■ Task description:
Find all lines with the word "derive" in the material, then copy them.

=-=-=

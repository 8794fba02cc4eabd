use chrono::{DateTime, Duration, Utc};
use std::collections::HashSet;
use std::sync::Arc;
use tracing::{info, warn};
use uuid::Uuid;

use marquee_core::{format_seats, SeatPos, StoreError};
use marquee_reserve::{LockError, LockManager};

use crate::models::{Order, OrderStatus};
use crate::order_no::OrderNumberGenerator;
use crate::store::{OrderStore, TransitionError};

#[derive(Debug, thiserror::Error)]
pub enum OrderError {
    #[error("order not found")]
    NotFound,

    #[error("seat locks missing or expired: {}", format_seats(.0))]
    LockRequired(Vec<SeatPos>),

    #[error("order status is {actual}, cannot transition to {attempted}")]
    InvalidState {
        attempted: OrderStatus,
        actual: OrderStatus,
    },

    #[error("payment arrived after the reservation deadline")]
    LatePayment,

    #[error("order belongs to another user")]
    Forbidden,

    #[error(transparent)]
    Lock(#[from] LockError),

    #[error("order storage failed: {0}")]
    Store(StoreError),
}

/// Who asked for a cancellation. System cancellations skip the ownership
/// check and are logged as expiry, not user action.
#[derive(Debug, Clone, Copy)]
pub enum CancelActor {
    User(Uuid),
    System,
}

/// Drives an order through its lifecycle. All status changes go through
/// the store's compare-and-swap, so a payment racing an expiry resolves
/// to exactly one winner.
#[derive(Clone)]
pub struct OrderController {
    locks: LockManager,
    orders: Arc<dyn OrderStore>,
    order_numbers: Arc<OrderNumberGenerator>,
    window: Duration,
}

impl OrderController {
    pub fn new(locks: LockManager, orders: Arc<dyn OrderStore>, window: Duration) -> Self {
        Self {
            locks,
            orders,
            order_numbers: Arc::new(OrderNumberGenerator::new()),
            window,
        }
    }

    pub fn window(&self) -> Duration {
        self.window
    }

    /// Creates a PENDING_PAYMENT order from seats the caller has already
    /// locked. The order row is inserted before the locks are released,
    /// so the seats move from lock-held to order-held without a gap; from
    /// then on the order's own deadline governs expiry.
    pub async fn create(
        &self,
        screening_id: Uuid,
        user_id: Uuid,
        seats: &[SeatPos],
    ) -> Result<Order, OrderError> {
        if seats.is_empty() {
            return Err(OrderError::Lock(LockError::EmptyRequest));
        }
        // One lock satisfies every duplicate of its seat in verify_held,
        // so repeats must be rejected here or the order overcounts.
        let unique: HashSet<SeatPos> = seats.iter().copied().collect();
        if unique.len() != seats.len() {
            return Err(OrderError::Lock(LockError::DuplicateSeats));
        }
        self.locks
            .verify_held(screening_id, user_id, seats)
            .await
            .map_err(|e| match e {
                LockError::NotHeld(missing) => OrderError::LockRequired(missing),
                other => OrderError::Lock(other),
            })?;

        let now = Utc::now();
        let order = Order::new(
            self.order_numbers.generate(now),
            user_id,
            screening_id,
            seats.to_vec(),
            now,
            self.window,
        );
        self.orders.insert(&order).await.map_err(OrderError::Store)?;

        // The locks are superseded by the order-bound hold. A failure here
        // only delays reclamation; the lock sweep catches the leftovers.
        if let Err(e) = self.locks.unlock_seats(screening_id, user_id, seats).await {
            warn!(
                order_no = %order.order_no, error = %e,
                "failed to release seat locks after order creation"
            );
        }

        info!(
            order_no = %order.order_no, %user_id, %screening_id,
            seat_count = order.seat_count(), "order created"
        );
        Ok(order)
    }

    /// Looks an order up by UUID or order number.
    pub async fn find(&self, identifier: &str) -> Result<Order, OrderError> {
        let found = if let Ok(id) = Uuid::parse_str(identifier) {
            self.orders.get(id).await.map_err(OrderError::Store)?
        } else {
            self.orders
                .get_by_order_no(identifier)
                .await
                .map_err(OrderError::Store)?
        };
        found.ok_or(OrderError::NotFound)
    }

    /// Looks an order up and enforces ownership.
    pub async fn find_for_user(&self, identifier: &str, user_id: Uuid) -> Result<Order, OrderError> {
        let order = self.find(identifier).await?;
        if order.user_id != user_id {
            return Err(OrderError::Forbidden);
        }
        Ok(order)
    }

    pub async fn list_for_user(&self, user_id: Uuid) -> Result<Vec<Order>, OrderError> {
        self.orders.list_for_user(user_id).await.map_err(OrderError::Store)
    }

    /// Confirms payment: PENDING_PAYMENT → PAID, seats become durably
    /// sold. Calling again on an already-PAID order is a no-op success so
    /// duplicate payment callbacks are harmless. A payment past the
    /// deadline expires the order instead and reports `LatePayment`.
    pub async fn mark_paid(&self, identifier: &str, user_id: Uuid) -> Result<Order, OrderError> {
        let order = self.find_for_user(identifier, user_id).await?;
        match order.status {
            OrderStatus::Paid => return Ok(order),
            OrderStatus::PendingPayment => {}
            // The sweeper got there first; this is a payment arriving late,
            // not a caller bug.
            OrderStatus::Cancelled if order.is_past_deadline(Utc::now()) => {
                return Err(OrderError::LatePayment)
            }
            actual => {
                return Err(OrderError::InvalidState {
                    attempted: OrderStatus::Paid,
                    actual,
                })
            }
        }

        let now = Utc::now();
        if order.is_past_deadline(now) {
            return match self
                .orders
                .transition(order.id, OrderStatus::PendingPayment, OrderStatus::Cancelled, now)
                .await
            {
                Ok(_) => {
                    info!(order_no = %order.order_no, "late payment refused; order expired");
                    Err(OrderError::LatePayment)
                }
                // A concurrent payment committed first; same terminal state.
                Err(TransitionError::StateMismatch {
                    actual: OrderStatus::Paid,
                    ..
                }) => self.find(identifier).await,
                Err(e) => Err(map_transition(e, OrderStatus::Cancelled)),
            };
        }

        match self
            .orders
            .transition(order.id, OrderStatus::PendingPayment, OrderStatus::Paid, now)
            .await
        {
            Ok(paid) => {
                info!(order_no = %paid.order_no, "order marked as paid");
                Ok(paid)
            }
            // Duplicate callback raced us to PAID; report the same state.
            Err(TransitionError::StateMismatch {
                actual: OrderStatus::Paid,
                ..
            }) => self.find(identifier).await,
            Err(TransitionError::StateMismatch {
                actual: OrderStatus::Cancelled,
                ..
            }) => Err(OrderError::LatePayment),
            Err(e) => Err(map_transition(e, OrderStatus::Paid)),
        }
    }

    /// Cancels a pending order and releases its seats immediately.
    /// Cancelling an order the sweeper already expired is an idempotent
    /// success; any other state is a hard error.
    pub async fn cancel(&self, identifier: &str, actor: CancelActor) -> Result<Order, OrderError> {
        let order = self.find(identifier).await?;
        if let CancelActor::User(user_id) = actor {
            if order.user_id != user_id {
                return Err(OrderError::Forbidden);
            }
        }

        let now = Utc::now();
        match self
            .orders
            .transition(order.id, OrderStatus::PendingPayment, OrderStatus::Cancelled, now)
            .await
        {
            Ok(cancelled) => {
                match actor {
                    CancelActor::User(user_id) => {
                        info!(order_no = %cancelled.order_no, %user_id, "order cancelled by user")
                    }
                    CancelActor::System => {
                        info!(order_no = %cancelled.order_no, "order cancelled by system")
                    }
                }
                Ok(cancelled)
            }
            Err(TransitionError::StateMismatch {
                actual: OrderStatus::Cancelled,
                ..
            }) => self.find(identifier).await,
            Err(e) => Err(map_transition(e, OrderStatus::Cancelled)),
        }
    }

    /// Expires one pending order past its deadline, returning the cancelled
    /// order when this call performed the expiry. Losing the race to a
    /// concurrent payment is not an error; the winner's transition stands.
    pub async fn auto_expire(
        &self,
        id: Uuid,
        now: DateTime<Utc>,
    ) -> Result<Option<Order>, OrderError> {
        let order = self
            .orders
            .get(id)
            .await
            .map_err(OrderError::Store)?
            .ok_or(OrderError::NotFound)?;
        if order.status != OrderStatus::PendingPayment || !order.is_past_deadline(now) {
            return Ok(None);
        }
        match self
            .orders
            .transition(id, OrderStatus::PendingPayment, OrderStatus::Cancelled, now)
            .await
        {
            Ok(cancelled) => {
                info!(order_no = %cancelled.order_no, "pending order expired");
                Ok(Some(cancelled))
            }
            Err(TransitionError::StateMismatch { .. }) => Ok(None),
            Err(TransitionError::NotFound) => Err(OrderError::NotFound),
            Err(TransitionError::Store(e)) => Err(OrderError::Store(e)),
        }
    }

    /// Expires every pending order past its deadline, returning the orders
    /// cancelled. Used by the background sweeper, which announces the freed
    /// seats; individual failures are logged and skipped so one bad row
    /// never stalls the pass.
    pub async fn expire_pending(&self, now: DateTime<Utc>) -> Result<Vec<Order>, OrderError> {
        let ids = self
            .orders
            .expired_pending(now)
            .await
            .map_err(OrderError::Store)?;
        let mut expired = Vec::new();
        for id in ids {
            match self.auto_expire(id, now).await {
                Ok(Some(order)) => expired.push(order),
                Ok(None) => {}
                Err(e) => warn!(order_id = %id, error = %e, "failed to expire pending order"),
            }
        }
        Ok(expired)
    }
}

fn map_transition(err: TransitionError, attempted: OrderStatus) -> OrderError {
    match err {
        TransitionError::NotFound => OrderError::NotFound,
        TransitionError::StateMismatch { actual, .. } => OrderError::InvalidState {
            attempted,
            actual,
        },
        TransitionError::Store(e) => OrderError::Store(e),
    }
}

=-=-=

■ Answer for the task:
#[derive(Debug, thiserror::Error)]
#[derive(Debug, Clone, Copy)]
#[derive(Clone)]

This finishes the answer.